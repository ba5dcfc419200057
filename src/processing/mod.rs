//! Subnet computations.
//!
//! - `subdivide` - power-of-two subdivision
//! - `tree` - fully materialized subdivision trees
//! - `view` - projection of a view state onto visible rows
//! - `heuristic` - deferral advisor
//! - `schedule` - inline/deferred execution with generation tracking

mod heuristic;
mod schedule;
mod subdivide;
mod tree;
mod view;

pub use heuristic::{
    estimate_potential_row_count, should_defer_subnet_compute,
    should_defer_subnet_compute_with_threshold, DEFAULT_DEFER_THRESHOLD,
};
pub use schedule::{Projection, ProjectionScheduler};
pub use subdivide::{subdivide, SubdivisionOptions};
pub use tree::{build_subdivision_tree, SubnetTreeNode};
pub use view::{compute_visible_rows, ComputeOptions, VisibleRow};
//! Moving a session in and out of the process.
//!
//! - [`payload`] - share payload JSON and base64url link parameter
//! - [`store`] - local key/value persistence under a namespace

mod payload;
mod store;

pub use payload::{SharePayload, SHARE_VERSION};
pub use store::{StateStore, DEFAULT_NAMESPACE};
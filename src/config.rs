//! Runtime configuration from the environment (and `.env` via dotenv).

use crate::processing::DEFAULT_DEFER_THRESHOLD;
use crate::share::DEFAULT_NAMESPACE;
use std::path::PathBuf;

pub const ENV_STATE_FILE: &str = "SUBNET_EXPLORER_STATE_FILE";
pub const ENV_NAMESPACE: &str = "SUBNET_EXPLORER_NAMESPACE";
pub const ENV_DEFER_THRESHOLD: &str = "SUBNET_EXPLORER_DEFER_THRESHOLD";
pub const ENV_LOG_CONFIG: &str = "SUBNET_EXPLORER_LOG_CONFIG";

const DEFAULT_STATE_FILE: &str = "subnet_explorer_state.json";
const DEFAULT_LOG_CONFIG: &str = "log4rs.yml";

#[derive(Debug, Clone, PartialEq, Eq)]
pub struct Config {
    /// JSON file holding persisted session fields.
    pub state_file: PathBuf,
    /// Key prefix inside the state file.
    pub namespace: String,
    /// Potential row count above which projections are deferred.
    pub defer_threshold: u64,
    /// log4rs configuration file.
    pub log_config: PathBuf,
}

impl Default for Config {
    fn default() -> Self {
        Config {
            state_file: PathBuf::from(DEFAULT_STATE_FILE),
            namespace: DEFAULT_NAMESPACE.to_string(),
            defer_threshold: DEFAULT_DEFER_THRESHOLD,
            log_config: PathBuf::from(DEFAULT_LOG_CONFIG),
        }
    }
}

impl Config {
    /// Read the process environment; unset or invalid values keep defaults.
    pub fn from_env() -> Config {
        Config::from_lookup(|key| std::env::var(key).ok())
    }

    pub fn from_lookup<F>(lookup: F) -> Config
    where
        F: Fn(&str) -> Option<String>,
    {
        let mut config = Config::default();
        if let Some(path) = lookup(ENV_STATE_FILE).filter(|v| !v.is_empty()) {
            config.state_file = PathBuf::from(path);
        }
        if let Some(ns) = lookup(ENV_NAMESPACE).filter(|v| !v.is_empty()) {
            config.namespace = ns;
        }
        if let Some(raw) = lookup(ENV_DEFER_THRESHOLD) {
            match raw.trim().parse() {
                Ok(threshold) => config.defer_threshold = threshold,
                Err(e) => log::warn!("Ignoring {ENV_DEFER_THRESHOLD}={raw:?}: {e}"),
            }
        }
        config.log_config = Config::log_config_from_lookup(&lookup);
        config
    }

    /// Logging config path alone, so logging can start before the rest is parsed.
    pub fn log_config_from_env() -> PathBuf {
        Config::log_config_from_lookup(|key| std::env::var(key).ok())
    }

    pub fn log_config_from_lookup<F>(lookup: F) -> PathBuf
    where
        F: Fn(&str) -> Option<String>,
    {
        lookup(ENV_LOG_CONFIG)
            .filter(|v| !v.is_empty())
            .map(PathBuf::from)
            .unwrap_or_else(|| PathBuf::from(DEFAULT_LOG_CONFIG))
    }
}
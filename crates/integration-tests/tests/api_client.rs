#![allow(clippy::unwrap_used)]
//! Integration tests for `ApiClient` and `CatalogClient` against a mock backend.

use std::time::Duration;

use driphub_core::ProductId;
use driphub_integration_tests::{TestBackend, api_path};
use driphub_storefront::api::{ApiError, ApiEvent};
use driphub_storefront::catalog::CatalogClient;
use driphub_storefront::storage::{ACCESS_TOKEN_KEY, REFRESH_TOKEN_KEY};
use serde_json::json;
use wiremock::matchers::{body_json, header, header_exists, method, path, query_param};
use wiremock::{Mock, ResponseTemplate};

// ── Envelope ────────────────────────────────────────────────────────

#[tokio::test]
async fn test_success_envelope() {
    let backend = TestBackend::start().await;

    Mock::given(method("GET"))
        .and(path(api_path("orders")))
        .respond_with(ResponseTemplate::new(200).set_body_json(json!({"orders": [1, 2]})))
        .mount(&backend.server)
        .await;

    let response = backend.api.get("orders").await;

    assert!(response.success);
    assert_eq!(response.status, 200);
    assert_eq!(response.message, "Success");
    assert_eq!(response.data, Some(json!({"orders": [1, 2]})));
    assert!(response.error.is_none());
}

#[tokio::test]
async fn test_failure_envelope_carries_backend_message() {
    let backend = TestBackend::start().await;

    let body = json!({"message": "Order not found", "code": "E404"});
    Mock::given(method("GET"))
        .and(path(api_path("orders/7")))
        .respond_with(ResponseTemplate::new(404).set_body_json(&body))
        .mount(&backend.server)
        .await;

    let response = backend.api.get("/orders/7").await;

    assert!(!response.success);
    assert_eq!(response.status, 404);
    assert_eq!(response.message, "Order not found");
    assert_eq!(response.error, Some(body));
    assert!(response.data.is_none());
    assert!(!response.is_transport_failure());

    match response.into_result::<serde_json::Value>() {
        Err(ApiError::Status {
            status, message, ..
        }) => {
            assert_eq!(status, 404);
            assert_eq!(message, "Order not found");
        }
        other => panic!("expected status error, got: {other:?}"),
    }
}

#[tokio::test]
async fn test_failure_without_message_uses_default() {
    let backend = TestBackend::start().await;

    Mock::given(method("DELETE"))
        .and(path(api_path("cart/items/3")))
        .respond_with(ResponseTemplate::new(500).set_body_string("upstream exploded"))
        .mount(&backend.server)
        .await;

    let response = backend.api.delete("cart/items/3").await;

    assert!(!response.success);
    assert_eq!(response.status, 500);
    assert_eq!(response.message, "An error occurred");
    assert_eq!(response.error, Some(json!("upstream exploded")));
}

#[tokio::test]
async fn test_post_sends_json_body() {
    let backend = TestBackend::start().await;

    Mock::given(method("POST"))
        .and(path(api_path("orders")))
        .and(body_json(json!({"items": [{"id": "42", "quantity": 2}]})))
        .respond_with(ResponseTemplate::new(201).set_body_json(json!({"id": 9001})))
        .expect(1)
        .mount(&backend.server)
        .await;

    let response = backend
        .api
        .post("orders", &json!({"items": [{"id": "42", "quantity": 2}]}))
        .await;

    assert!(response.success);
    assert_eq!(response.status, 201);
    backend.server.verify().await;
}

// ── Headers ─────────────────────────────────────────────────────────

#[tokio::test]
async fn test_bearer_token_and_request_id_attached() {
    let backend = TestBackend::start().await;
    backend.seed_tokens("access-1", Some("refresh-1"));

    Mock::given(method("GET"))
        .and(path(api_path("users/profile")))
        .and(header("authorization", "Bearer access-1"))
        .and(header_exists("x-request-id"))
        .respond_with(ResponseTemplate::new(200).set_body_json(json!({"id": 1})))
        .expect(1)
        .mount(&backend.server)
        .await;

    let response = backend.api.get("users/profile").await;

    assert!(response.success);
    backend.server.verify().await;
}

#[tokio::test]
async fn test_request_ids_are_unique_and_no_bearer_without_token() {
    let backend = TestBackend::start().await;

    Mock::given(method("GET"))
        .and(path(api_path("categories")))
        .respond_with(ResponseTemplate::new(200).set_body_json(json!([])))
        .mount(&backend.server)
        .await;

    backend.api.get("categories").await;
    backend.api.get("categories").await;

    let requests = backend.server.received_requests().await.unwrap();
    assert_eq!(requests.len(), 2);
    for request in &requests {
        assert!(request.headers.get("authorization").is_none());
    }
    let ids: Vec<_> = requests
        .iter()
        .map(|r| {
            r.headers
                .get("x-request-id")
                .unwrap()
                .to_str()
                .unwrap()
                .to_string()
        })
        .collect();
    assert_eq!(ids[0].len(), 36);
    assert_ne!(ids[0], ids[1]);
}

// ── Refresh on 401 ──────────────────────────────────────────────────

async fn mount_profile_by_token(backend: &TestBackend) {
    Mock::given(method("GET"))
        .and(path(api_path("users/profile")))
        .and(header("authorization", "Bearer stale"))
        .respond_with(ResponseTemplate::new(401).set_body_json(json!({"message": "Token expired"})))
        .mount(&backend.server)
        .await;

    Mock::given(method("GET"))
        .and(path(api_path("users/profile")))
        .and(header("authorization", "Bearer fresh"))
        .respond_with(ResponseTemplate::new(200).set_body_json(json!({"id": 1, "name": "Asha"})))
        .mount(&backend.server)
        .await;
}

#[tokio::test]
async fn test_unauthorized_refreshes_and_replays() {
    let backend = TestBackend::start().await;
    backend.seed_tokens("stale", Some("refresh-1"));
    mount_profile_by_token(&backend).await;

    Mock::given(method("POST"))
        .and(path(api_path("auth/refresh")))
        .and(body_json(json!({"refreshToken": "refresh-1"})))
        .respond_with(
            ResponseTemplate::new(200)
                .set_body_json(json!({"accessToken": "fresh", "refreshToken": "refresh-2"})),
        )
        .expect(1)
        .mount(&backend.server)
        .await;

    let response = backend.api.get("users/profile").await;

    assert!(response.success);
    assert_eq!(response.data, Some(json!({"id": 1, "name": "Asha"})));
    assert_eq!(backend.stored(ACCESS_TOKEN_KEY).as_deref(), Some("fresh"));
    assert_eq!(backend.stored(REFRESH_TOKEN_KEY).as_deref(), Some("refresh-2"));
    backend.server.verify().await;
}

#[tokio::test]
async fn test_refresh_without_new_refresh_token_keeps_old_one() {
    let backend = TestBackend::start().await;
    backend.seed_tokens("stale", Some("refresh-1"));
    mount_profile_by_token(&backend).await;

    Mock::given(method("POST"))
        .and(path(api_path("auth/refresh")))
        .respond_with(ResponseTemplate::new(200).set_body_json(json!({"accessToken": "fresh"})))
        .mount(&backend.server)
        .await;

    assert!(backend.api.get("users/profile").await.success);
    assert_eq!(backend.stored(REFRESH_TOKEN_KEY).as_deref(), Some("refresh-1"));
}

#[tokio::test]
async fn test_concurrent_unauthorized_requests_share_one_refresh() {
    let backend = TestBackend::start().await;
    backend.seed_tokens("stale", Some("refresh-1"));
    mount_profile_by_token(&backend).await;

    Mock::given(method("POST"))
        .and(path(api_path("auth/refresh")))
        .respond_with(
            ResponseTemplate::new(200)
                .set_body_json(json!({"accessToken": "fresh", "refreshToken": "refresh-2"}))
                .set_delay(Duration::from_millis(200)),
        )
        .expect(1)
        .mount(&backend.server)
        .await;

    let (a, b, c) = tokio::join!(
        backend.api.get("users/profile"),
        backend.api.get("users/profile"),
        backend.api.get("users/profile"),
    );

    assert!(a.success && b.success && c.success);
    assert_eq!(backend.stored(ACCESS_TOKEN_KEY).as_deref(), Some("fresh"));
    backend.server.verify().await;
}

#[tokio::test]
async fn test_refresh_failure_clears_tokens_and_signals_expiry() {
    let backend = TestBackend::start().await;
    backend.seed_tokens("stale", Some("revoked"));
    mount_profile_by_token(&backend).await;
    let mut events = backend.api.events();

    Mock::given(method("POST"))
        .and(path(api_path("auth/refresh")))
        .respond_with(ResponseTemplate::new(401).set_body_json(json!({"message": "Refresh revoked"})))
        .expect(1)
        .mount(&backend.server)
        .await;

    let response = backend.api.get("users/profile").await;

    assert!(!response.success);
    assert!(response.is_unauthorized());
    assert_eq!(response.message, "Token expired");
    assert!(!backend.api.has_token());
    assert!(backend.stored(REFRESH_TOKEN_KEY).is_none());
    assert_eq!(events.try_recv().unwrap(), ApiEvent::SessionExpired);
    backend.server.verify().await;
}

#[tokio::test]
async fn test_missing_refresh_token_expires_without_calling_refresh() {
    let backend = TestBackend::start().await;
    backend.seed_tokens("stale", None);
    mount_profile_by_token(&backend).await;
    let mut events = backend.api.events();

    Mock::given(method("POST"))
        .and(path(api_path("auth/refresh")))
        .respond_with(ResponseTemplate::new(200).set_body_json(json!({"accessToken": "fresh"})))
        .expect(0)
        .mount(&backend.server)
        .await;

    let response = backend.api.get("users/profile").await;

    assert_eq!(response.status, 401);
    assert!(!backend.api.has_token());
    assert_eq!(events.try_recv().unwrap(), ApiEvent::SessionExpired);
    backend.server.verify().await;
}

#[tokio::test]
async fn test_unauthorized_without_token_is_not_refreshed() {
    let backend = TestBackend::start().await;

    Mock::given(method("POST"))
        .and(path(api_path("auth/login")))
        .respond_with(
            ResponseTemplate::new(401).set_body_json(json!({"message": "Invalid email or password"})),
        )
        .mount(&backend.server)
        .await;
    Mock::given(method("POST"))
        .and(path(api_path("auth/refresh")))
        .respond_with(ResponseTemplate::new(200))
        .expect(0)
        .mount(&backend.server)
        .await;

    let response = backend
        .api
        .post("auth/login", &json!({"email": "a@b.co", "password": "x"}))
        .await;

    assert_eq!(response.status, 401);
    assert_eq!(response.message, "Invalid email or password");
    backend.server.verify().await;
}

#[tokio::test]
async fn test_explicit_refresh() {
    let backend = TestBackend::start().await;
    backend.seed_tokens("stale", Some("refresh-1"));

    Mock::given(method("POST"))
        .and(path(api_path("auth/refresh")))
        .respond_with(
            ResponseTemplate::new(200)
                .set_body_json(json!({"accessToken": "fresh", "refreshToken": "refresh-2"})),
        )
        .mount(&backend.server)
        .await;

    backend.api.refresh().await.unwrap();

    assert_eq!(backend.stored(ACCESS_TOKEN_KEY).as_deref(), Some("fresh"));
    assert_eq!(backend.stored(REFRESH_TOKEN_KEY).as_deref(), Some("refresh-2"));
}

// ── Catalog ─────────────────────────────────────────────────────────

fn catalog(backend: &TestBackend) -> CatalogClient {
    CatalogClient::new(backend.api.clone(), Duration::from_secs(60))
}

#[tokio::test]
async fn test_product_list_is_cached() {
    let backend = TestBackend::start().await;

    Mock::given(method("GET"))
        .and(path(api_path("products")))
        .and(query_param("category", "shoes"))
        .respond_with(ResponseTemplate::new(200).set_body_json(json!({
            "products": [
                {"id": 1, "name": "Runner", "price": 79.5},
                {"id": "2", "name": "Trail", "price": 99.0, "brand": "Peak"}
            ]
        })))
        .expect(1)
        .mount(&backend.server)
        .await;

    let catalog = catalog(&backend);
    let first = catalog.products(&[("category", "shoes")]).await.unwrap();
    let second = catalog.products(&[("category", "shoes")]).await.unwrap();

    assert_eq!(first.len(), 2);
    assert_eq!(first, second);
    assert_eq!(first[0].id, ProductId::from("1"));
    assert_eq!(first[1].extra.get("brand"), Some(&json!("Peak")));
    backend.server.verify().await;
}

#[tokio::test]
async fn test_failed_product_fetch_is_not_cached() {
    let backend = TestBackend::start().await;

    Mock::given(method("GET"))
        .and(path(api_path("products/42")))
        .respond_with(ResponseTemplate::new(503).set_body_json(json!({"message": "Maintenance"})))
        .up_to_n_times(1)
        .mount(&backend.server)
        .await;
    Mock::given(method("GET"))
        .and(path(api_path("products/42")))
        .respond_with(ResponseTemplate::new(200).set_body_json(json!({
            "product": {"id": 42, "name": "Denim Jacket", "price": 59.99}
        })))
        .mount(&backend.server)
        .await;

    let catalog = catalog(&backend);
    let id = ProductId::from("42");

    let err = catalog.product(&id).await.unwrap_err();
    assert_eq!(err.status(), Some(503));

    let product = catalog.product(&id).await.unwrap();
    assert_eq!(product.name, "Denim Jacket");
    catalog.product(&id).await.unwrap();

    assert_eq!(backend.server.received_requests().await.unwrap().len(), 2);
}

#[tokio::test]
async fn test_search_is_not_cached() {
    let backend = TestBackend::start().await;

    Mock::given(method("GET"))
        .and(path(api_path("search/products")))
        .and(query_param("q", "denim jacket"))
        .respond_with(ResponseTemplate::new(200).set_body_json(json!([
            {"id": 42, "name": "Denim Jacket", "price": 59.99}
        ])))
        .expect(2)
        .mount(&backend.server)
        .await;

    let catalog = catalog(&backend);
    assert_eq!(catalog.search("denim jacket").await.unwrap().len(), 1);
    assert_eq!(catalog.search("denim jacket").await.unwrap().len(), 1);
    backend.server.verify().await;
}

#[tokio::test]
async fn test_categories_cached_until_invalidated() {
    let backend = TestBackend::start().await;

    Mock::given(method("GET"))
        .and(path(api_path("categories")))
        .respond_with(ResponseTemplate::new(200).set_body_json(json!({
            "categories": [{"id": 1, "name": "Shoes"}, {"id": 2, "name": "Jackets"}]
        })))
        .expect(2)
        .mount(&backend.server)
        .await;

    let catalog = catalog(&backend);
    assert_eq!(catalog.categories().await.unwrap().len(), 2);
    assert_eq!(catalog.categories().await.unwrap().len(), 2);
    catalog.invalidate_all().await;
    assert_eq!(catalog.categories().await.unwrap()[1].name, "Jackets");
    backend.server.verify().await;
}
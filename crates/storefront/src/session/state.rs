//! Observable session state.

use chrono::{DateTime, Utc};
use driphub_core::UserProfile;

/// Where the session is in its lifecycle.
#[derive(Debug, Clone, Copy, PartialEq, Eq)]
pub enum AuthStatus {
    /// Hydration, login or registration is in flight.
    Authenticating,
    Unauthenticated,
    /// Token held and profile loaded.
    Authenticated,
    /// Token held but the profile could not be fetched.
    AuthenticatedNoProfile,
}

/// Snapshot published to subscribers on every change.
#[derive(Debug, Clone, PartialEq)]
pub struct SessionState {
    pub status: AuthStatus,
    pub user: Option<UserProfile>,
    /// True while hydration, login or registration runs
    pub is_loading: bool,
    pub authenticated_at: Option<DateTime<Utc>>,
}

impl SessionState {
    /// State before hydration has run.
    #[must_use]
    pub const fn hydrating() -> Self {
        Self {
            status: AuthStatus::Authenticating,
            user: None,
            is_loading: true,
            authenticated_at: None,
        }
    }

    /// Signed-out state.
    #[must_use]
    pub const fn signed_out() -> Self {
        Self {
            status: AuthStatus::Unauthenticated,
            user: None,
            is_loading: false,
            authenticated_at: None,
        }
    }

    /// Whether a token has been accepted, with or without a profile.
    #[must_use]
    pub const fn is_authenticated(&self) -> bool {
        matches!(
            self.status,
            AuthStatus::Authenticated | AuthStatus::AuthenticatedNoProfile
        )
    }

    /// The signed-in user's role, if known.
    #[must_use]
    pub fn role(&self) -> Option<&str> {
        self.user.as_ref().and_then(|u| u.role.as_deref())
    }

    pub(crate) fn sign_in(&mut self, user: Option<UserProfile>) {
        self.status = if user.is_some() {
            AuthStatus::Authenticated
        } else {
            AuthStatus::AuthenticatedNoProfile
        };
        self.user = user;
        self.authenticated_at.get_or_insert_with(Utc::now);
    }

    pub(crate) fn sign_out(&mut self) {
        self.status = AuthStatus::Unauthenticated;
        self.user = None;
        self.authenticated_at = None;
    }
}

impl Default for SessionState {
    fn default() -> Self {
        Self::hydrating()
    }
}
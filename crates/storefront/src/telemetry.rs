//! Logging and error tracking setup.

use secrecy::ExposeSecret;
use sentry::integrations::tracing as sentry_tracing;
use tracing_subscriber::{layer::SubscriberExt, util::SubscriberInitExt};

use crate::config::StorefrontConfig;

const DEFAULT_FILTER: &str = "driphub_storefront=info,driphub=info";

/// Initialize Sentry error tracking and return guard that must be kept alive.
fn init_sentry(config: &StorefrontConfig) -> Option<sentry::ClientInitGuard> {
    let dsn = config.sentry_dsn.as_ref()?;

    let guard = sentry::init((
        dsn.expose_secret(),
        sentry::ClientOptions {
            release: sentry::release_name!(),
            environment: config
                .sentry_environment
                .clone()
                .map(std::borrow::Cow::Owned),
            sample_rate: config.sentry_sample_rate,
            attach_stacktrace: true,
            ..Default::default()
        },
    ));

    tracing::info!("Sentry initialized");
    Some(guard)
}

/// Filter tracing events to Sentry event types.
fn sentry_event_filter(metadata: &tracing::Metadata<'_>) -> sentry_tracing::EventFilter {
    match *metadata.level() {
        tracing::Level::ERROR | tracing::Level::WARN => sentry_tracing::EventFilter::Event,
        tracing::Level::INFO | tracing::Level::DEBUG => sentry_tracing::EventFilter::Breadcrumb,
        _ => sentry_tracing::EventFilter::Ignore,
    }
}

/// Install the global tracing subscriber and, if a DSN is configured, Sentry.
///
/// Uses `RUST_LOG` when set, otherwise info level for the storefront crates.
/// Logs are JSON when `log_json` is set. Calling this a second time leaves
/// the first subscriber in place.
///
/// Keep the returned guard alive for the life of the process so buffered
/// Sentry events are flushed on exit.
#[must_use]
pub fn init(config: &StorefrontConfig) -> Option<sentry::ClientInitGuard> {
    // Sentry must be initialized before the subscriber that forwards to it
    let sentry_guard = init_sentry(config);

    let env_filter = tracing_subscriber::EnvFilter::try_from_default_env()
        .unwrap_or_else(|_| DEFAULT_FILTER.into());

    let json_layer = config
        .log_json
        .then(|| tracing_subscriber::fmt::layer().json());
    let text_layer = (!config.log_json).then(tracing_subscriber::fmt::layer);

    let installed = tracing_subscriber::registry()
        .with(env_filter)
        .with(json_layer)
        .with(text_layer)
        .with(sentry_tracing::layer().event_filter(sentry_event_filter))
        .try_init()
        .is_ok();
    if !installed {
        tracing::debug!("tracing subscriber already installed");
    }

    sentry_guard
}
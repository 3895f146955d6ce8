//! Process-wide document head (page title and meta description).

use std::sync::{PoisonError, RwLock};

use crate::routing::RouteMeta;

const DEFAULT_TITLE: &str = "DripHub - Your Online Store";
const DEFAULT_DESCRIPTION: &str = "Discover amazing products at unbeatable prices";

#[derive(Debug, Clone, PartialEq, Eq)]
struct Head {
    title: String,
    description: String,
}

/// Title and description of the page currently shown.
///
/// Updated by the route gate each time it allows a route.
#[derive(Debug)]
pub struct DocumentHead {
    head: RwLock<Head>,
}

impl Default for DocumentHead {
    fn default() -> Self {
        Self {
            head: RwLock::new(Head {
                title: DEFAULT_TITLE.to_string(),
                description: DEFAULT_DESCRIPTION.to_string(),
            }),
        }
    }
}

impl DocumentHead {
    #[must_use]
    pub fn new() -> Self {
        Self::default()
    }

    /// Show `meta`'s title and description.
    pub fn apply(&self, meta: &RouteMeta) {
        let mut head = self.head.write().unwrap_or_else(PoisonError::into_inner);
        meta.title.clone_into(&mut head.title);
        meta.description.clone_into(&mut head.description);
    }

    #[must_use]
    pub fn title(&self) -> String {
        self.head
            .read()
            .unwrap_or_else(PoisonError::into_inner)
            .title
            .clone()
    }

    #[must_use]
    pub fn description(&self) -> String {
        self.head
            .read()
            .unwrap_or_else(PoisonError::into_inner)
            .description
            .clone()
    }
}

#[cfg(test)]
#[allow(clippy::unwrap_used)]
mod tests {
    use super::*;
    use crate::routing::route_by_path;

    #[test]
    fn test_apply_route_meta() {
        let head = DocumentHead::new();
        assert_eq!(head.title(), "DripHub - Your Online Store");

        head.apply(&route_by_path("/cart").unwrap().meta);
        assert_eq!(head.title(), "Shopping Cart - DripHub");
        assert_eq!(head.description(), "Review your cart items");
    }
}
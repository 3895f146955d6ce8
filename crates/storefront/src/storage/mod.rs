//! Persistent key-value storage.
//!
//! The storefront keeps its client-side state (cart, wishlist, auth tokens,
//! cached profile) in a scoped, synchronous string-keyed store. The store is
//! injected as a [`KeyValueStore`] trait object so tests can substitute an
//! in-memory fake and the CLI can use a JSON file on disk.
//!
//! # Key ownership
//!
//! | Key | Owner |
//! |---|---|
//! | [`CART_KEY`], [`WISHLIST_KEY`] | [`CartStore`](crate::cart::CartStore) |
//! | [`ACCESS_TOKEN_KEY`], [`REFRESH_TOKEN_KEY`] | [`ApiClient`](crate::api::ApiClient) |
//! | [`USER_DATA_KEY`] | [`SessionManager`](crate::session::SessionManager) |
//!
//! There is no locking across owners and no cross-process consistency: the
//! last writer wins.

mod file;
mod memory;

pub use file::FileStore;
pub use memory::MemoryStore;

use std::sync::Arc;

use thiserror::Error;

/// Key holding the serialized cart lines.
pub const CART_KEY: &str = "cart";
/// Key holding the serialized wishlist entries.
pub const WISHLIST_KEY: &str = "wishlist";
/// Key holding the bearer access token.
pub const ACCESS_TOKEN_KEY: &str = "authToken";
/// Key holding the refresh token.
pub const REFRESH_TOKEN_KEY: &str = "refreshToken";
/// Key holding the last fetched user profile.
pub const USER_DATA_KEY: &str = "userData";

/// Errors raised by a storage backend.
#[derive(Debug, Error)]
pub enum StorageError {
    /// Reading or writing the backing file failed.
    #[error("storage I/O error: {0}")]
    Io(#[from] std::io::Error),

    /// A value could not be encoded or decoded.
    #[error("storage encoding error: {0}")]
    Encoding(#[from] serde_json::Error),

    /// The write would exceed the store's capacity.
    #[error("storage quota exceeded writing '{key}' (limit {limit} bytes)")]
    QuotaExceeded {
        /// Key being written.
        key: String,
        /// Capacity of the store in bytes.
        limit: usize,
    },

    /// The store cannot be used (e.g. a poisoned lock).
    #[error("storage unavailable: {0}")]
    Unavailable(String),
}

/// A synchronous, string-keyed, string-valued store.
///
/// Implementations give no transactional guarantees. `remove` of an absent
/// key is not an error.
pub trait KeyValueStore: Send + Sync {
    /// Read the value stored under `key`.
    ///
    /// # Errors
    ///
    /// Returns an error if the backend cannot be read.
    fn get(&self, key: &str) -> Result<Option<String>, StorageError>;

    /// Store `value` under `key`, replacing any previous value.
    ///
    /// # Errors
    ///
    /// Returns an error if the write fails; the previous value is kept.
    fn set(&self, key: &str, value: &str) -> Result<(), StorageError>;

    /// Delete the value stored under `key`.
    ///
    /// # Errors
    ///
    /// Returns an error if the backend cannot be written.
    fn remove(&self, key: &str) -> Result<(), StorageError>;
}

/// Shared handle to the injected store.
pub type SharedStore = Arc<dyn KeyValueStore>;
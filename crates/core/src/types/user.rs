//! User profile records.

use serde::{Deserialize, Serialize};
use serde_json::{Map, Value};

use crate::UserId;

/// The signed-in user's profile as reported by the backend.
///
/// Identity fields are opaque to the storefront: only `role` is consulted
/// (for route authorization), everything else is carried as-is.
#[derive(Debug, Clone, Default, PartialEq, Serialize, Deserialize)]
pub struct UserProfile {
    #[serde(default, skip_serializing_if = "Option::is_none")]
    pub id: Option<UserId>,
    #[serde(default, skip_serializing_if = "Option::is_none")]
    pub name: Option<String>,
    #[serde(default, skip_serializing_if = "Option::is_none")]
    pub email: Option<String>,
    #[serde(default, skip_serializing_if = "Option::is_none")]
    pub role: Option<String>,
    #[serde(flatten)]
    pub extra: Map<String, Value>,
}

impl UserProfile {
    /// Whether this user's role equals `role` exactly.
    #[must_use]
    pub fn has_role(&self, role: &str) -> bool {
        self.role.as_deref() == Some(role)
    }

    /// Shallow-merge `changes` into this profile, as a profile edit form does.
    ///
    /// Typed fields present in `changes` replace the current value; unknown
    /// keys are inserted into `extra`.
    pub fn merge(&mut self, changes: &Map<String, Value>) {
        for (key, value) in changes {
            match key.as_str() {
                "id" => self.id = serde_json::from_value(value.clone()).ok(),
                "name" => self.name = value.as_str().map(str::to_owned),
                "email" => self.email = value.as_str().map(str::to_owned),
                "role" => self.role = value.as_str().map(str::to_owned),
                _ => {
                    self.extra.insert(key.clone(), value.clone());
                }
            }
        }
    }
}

------------------------------------------------------------

▶ [What the exercise asks]
In the listing, find every line with the word "synchronous" and state how many there are, nothing more.

▶ [Answer to this task]
2